Available records.
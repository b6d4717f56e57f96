//! # Note-stream bar parsing
//!
//! Bars are token runs between `|` markers. Parses tuplet groups and
//! rhythm modifiers via duration-class-by-letter-suffix instead of
//! slash-count, plus element kinds a fixed notation grammar wouldn't
//! have: chord symbols, roman numerals, and random-choice elements.

use super::Parser;
use crate::ast::{Bar, DurationClass, DurationSuffix, NoteStreamElement, PitchSpelling};
use crate::diagnostics::DiagnosticKind;
use crate::lexer::Token;

pub fn parse_note_stream(parser: &mut Parser) -> Vec<Bar> {
    parser.expect(&Token::Pipe);
    let mut bars = Vec::new();
    loop {
        let elements = parse_bar_elements(parser);
        bars.push(Bar { elements });
        if parser.check(&Token::Pipe) {
            parser.advance();
        } else {
            break;
        }
        if !starts_element(parser.peek()) {
            break;
        }
    }
    bars
}

fn parse_bar_elements(parser: &mut Parser) -> Vec<NoteStreamElement> {
    let mut elements = Vec::new();
    while !parser.check(&Token::Pipe) && !parser.at_eof() && starts_element(parser.peek()) {
        elements.push(parse_element(parser));
    }
    elements
}

fn starts_element(token: &Token) -> bool {
    matches!(
        token,
        Token::Underscore | Token::LBracket | Token::LParen | Token::NoteLit { .. } | Token::Identifier(_)
    )
}

fn parse_element(parser: &mut Parser) -> NoteStreamElement {
    match parser.peek().clone() {
        Token::Underscore => {
            parser.advance();
            NoteStreamElement::Rest { suffix: finish_suffix(parser, None) }
        }
        Token::LBracket => {
            parser.advance();
            let mut pitches = Vec::new();
            while !parser.check(&Token::RBracket) && !parser.at_eof() {
                match parse_plain_pitch(parser) {
                    Some(p) => pitches.push(p),
                    None => {
                        parser.advance();
                    }
                }
            }
            parser.expect(&Token::RBracket);
            NoteStreamElement::Chord { pitches, suffix: finish_suffix(parser, None) }
        }
        Token::LParen => parse_random_choice(parser),
        Token::NoteLit { letter, alteration, octave } => {
            parser.advance();
            let pitch = PitchSpelling { letter, alteration, octave };
            NoteStreamElement::Note { pitch, suffix: finish_suffix(parser, None) }
        }
        Token::Identifier(word) => parse_identifier_element(parser, word),
        _ => {
            // Unreachable under `starts_element`'s guard, but the parser
            // must still make progress rather than loop.
            parser.advance();
            NoteStreamElement::Rest { suffix: DurationSuffix::default() }
        }
    }
}

fn parse_identifier_element(parser: &mut Parser, word: String) -> NoteStreamElement {
    if let Some(tail) = word.strip_prefix('_') {
        if tail.len() == 1 && DurationClass::from_letter(tail.chars().next().unwrap()).is_some() {
            parser.advance();
            let class = DurationClass::from_letter(tail.chars().next().unwrap());
            return NoteStreamElement::Rest { suffix: finish_suffix(parser, class) };
        }
    }

    if is_roman_numeral(&word) {
        parser.advance();
        return NoteStreamElement::RomanNumeral { numeral: word, suffix: finish_suffix(parser, None) };
    }

    if let Some((pitch, tail)) = split_pitch_and_tail(&word) {
        if tail.is_empty() {
            parser.advance();
            return NoteStreamElement::Note { pitch, suffix: finish_suffix(parser, None) };
        }
        if tail.len() == 1 {
            if let Some(class) = DurationClass::from_letter(tail.chars().next().unwrap()) {
                parser.advance();
                return NoteStreamElement::Note { pitch, suffix: finish_suffix(parser, Some(class)) };
            }
        }
    }

    parser.advance();
    NoteStreamElement::ChordSymbol { symbol: word, suffix: finish_suffix(parser, None) }
}

fn parse_random_choice(parser: &mut Parser) -> NoteStreamElement {
    parser.advance(); // consume '('
    let reroll_each_repeat = if parser.check(&Token::DoubleQuestion) {
        parser.advance();
        true
    } else {
        parser.expect(&Token::Question);
        false
    };

    let mut choices = Vec::new();
    while !parser.check(&Token::RParen) && !parser.at_eof() {
        let elem = parse_element(parser);
        let weight = if parser.check(&Token::Colon) {
            parser.advance();
            match parser.peek().clone() {
                Token::IntLit(v) => {
                    parser.advance();
                    Some(v as f64)
                }
                Token::DoubleLit(v) => {
                    parser.advance();
                    Some(v)
                }
                _ => {
                    let loc = parser.location();
                    parser.diags.push(
                        DiagnosticKind::ParseMalformedMusicalLiteral("expected a weight after ':'".into()),
                        loc,
                    );
                    None
                }
            }
        } else {
            None
        };
        choices.push((Box::new(elem), weight));
        if parser.check(&Token::Comma) {
            parser.advance();
        }
    }
    parser.expect(&Token::RParen);
    NoteStreamElement::RandomChoice { reroll_each_repeat, choices }
}

fn parse_plain_pitch(parser: &mut Parser) -> Option<PitchSpelling> {
    match parser.peek().clone() {
        Token::NoteLit { letter, alteration, octave } => {
            parser.advance();
            Some(PitchSpelling { letter, alteration, octave })
        }
        Token::Identifier(word) => {
            let (pitch, tail) = split_pitch_and_tail(&word)?;
            if tail.is_empty() {
                parser.advance();
                Some(pitch)
            } else {
                None
            }
        }
        _ => None,
    }
}

fn finish_suffix(parser: &mut Parser, class: Option<DurationClass>) -> DurationSuffix {
    let dotted = if parser.check(&Token::Dot) {
        parser.advance();
        true
    } else {
        false
    };
    let tied = if parser.check(&Token::Tilde) {
        parser.advance();
        true
    } else {
        false
    };
    let cent_offset = if let Token::CentLit(v) = parser.peek().clone() {
        parser.advance();
        Some(v.round() as i64)
    } else {
        None
    };
    DurationSuffix { class, dotted, tied, cent_offset }
}

/// Splits a pitch-letter word into its spelling and whatever follows
/// (empty, a single duration letter, or a chord-quality tail like
/// `"maj7"` that makes the word a chord symbol instead).
fn split_pitch_and_tail(word: &str) -> Option<(PitchSpelling, &str)> {
    let mut chars = word.chars();
    let letter = chars.next()?;
    if !('A'..='G').contains(&letter) {
        return None;
    }
    let rest = chars.as_str();
    let alt_len = rest.chars().take_while(|c| *c == 's' || *c == 'f').count();
    let (alt_part, after_alt) = rest.split_at(alt_len);
    let alteration: i8 = alt_part.chars().fold(0i8, |acc, c| acc + if c == 's' { 1 } else { -1 });

    let octave_len = after_alt.chars().take(1).filter(|c| c.is_ascii_digit()).count();
    let (octave_part, tail) = after_alt.split_at(octave_len);
    let octave = if octave_part.is_empty() { None } else { octave_part.parse::<i64>().ok() };

    Some((PitchSpelling { letter, alteration, octave }, tail))
}

fn is_roman_numeral(word: &str) -> bool {
    let body = word.strip_suffix('7').unwrap_or(word);
    !body.is_empty() && body.chars().all(|c| matches!(c, 'I' | 'V' | 'X' | 'i' | 'v' | 'x'))
}
//! # Runtime values
//!
//! The tagged (type, payload) pair. Every variant here is the payload
//! half; its type tag is recoverable via [`Value::type_of`] without a
//! separate `Type` field, distinguishing shape by match arm rather than
//! a redundant tag.
//!
//! Everything here is plain-clone immutable except the five named
//! mutable audio containers (`Buffer` samples, `Track.voices`,
//! `Voice.gain`/`pan`/`offset`, `OscillatorState.phase`), which are the
//! only variants wrapped in `Rc<RefCell<_>>`.

use std::cell::RefCell;
use std::collections::HashMap;
use std::rc::Rc;
use std::sync::Mutex;

use crate::ast::{Bar, DurationClass, Expr, PitchSpelling};
use crate::context::{FrameHandle, ResolvedContext};
use crate::types::Type;

#[derive(Debug, Clone, Copy, PartialEq)]
pub enum Articulation {
    Staccato,
    Marcato,
    Other,
}

impl Articulation {
    pub fn multiplier(self) -> f64 {
        match self {
            Articulation::Staccato => 0.5,
            Articulation::Marcato => 0.8,
            Articulation::Other => 1.0,
        }
    }
}

#[derive(Debug, Clone, PartialEq)]
pub struct MusicalNoteValue {
    pub pitch: Option<PitchSpelling>,
    pub duration: DurationClass,
    pub dotted: bool,
    pub is_rest: bool,
    pub articulation: Option<Articulation>,
    pub velocity: Option<f64>,
    pub tied: bool,
    pub cent_offset: Option<i64>,
}

impl MusicalNoteValue {
    /// Beats occupied in a bar whose time signature denominator is
    /// `denominator` (a quarter, in 4/4, is one beat; the same note in
    /// 8/8 is two eighths' worth).
    pub fn beats(&self, denominator: u32) -> f64 {
        let mut beats = self.duration.fraction() * denominator as f64;
        if self.dotted {
            beats *= 1.5;
        }
        beats
    }
}

#[derive(Debug, Clone, Copy, PartialEq, Eq)]
pub struct TimeSignatureValue {
    pub numerator: u32,
    pub denominator: u32,
}

impl Default for TimeSignatureValue {
    fn default() -> Self {
        Self { numerator: 4, denominator: 4 }
    }
}

#[derive(Debug, Clone, PartialEq)]
pub struct BarValue {
    pub notes: Vec<MusicalNoteValue>,
    pub time_signature: TimeSignatureValue,
}

pub type SequenceValue = Rc<Vec<BarValue>>;

#[derive(Debug, Clone, PartialEq)]
pub struct SectionValue {
    pub name: String,
    pub sequences: Rc<HashMap<String, SequenceValue>>,
    /// Raw bars and musical context for sequences declared directly from a
    /// note-stream literal, carried so a repeat-aware render can recompile
    /// a `??`-bearing sequence fresh on each repetition rather than only
    /// ever replaying the bars this section's own compile produced.
    /// Sequences built any other way (a transform, a function call) have
    /// no entry here and always replay their compiled bars.
    pub raw: Rc<HashMap<String, (Rc<Vec<Bar>>, ResolvedContext)>>,
}

#[derive(Debug, Clone, PartialEq)]
pub struct SongEntry {
    pub section: String,
    pub repeat: u32,
}

#[derive(Debug, Clone, PartialEq)]
pub struct SongValue {
    pub entries: Vec<SongEntry>,
    pub sections: Rc<HashMap<String, SectionValue>>,
}

#[derive(Debug, Clone, Copy, PartialEq, Eq)]
pub struct NoteValueData {
    pub class: DurationClass,
    pub dotted: bool,
}

#[derive(Debug, Clone, PartialEq)]
pub struct BufferData {
    pub samples: Vec<f32>,
    pub sample_rate: u32,
}

#[derive(Debug, Clone, Copy, PartialEq)]
pub struct OscillatorStateData {
    pub phase: f64,
}

#[derive(Debug, Clone, Copy, PartialEq)]
pub struct EnvelopeData {
    pub attack_ms: f64,
    pub decay_ms: f64,
    pub sustain_level: f64,
    pub release_ms: f64,
}

#[derive(Debug, Clone)]
pub struct VoiceData {
    pub buffer: Rc<RefCell<BufferData>>,
    pub gain: f64,
    pub pan: f64,
    pub offset_beats: f64,
}

#[derive(Debug, Clone)]
pub struct TrackData {
    pub voices: Vec<Rc<RefCell<VoiceData>>>,
    pub gain: f64,
}

/// A deferred expression plus the frame it closes over: forced at most
/// once, guarded by a mutex so incidental concurrent forces (the host's
/// playback thread calling back in) agree on a single value.
pub struct Thunk {
    pub declared_type: Type,
    state: Mutex<ThunkState>,
}

enum ThunkState {
    Pending(Expr, FrameHandle),
    Done(Value),
}

impl Thunk {
    pub fn new(expr: Expr, frame: FrameHandle, declared_type: Type) -> Self {
        Self {
            declared_type,
            state: Mutex::new(ThunkState::Pending(expr, frame)),
        }
    }

    /// Returns the already-forced value, or the pending `(expr, frame)`
    /// to force — the caller (the interpreter, which alone knows how to
    /// evaluate an `Expr`) forces outside the lock and then stores the
    /// result with [`Thunk::resolve`].
    pub fn pending(&self) -> Option<(Expr, FrameHandle)> {
        match &*self.state.lock().unwrap() {
            ThunkState::Pending(expr, frame) => Some((expr.clone(), frame.clone())),
            ThunkState::Done(_) => None,
        }
    }

    pub fn forced(&self) -> Option<Value> {
        match &*self.state.lock().unwrap() {
            ThunkState::Done(v) => Some(v.clone()),
            ThunkState::Pending(..) => None,
        }
    }

    /// Idempotent: the first caller to arrive wins; later callers (even if
    /// they redundantly evaluated the expression under a race) get the
    /// already-stored value back instead of clobbering it.
    pub fn resolve(&self, value: Value) -> Value {
        let mut guard = self.state.lock().unwrap();
        if let ThunkState::Done(existing) = &*guard {
            return existing.clone();
        }
        *guard = ThunkState::Done(value.clone());
        value
    }
}

impl std::fmt::Debug for Thunk {
    fn fmt(&self, f: &mut std::fmt::Formatter<'_>) -> std::fmt::Result {
        f.debug_struct("Thunk").field("declared_type", &self.declared_type).finish()
    }
}

#[derive(Debug, Clone)]
pub enum Value {
    Int(i64),
    Long(i64),
    Float(f32),
    Double(f64),
    Str(String),
    Bool(bool),
    Number(f64),
    Void,

    Note(PitchSpelling),
    Semitone(i64),
    Cent(f64),
    Millisecond(f64),
    Second(f64),
    Decibel(f64),
    Beat(f64),

    MusicalNote(Rc<MusicalNoteValue>),
    Bar(Rc<BarValue>),
    Sequence(SequenceValue),
    Chord(Rc<Vec<MusicalNoteValue>>),
    Section(Rc<SectionValue>),
    Song(Rc<SongValue>),
    TimeSignature(TimeSignatureValue),
    NoteValue(NoteValueData),

    Buffer(Rc<RefCell<BufferData>>),
    OscillatorState(Rc<RefCell<OscillatorStateData>>),
    Envelope(EnvelopeData),
    Voice(Rc<RefCell<VoiceData>>),
    Track(Rc<RefCell<TrackData>>),

    Array(Type, Rc<Vec<Value>>),
    Lazy(Rc<Thunk>),
    Function(Rc<crate::context::FunctionValue>),
}

impl Value {
    pub fn type_of(&self) -> Type {
        match self {
            Value::Int(_) => Type::Int,
            Value::Long(_) => Type::Long,
            Value::Float(_) => Type::Float,
            Value::Double(_) => Type::Double,
            Value::Str(_) => Type::String,
            Value::Bool(_) => Type::Bool,
            Value::Number(_) => Type::Number,
            Value::Void => Type::Void,
            Value::Note(_) => Type::Note,
            Value::Semitone(_) => Type::Semitone,
            Value::Cent(_) => Type::Cent,
            Value::Millisecond(_) => Type::Millisecond,
            Value::Second(_) => Type::Second,
            Value::Decibel(_) => Type::Decibel,
            Value::Beat(_) => Type::Beat,
            Value::MusicalNote(_) => Type::MusicalNote,
            Value::Bar(_) => Type::Bar,
            Value::Sequence(_) => Type::Sequence,
            Value::Chord(_) => Type::Chord,
            Value::Section(_) => Type::Section,
            Value::Song(_) => Type::Song,
            Value::TimeSignature(_) => Type::TimeSignature,
            Value::NoteValue(_) => Type::NoteValue,
            Value::Buffer(_) => Type::Buffer,
            Value::OscillatorState(_) => Type::OscillatorState,
            Value::Envelope(_) => Type::Envelope,
            Value::Voice(_) => Type::Voice,
            Value::Track(_) => Type::Track,
            Value::Array(elem, _) => Type::Array(Box::new(elem.clone())),
            Value::Lazy(thunk) => Type::Lazy(Box::new(thunk.declared_type.clone())),
            Value::Function(_) => Type::Function,
        }
    }

    pub fn void() -> Self {
        Value::Void
    }

    /// Negative-wrap indexing into an array, per invariant (ii).
    pub fn index_array(items: &[Value], index: i64) -> Option<Value> {
        let len = items.len() as i64;
        let resolved = if index < 0 { len + index } else { index };
        if resolved < 0 || resolved >= len {
            None
        } else {
            items.get(resolved as usize).cloned()
        }
    }
}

Exercise.
Which lines above hold the string "instead"? Copy every one of them.

Expected output.
//! rhythm modifiers via duration-class-by-letter-suffix instead of
/// `"maj7"` that makes the word a chord symbol instead).
    /// already-stored value back instead of clobbering it.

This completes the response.